Whole brain voxel-wise homotopic functional connectivity patterns in early-onset schizophrenia (EOS) patients (A) and typically developing controls (TDCs) (B).
Group Differences in Functional Homotopy
In order to assess structural confounders to the VMHC, we investigated the grey matter density and cortical thickness differences between EOS patients and TDCs. No significant differences were detectable in these two metrics between the two groups. Moreover, the data preprocessing was performed with two approaches, with scrubbing and without scrubbing. The results were reproducible across these two approaches, and here we only present the results without scrubbing in following sections.
EOS patients showed significantly reduced gVMHC in comparison with TDCs, indicating a deficit of whole-brain interhemispheric synchronization in EOS patients (Table 1). As seen in Figure 2A, EOS patients exhibited significantly lower VMHC in a cluster overlapping the STC/PCG. We also compared VMHC in the 24 EOS patients who had PANSS scores and the TDCs, and observed a similar decrease of VMHC in EOS patients (Figure 2B).
Figure 2.
(A) Comparisons of whole brain VMHC between early-onset schizophrenia (EOS) and typically developing controls (TDCs). The cool colors indicate regions showing higher VMHC in TDCs than EOS patients. (B) Comparisons of whole brain VMHC in the 24 EOS patients who had PANSS scores and the TDCs. Each VMHC value here came from the cluster in A. (C) Correlation between the mean VMHC of the STC/PCG and negative symptoms in EOS patients.
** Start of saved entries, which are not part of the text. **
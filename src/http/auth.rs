//! Basic proxy credentials.

use base64::engine::general_purpose::STANDARD;
use base64::Engine as _;

pub const AUTH_BASIC: &str = "basic";

/// `Basic <base64(user:pass)>`, standard alphabet with padding, UTF-8 input.
pub fn encode_basic_auth(username: &str, password: &str) -> String {
    let raw = format!("{username}:{password}");
    format!("Basic {}", STANDARD.encode(raw.as_bytes()))
}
To evaluate the effects of disrupted interhemispheric connectivity on the relevant resting state networks, we used clusters of left and right STC/PCG as two regions of interest (including all voxels in the clusters of the left or right STC/PCG) to investigate the patterns of intrinsic functional connectivity (iFC) with the whole brain in both EOS and TDC groups, as well as group differences in iFC. The clusters of the left and right STC/PCG were defined as the cluster showing the VMHC group differences between EOS patients and TDCs and its left-right flipped version. We found that in TDC participants, the left STC/PCG showed positive iFC with the precentral and postcentral gyri, supplemental motor area, superior and middle temporal gyri, middle frontal gyrus, anterior cingulate cortex and anterior cerebellum. The left STC/PCG was negatively connected with the frontal pole, PCC, PCU, lateral occipital cortex, superior frontal gyrus, and medial frontal gyrus (Figure 3A: the left column). The right STC/PCG exhibited similar iFC patterns (Figure 3A: the right column). The iFC patterns seeded in the bilateral STC/PCG in the EOS group (Figure 3B) were highly similar but weaker in strength than those for TDC group. The group comparisons of left STC/PCG iFC analysis revealed that the EOS patients showed iFC reductions in the bilateral PCG, PRG, supplemental motor area, STC and insula, as well as increased iFC in the bilateral caudate, medial prefrontal gyrus, thalamus, PCC and PCU when compared with TDCs (Figure 4A). The right STC/PCG iFC analysis showed highly similar findings with the left STC/PCG iFC results (Figure 4B).
Figure 3.
Intrinsic functional connectivity patterns for left and right STC/PCG seeds: (A) early-onset schizophrenia (EOS) patients; (B) typically developing controls (TDCs). The figure is presented in neurological convention (image left is the left side of the brain). The left and right panels corresponded to the left and right STC/PCG seeds, respectively.
Figure 4.
Group differences in intrinsic functional connectivity between early-onset schizophrenia (EOS) and typically developing controls (TDCs): (A) left STC/PCG seed; (B) right STC/PCG seed.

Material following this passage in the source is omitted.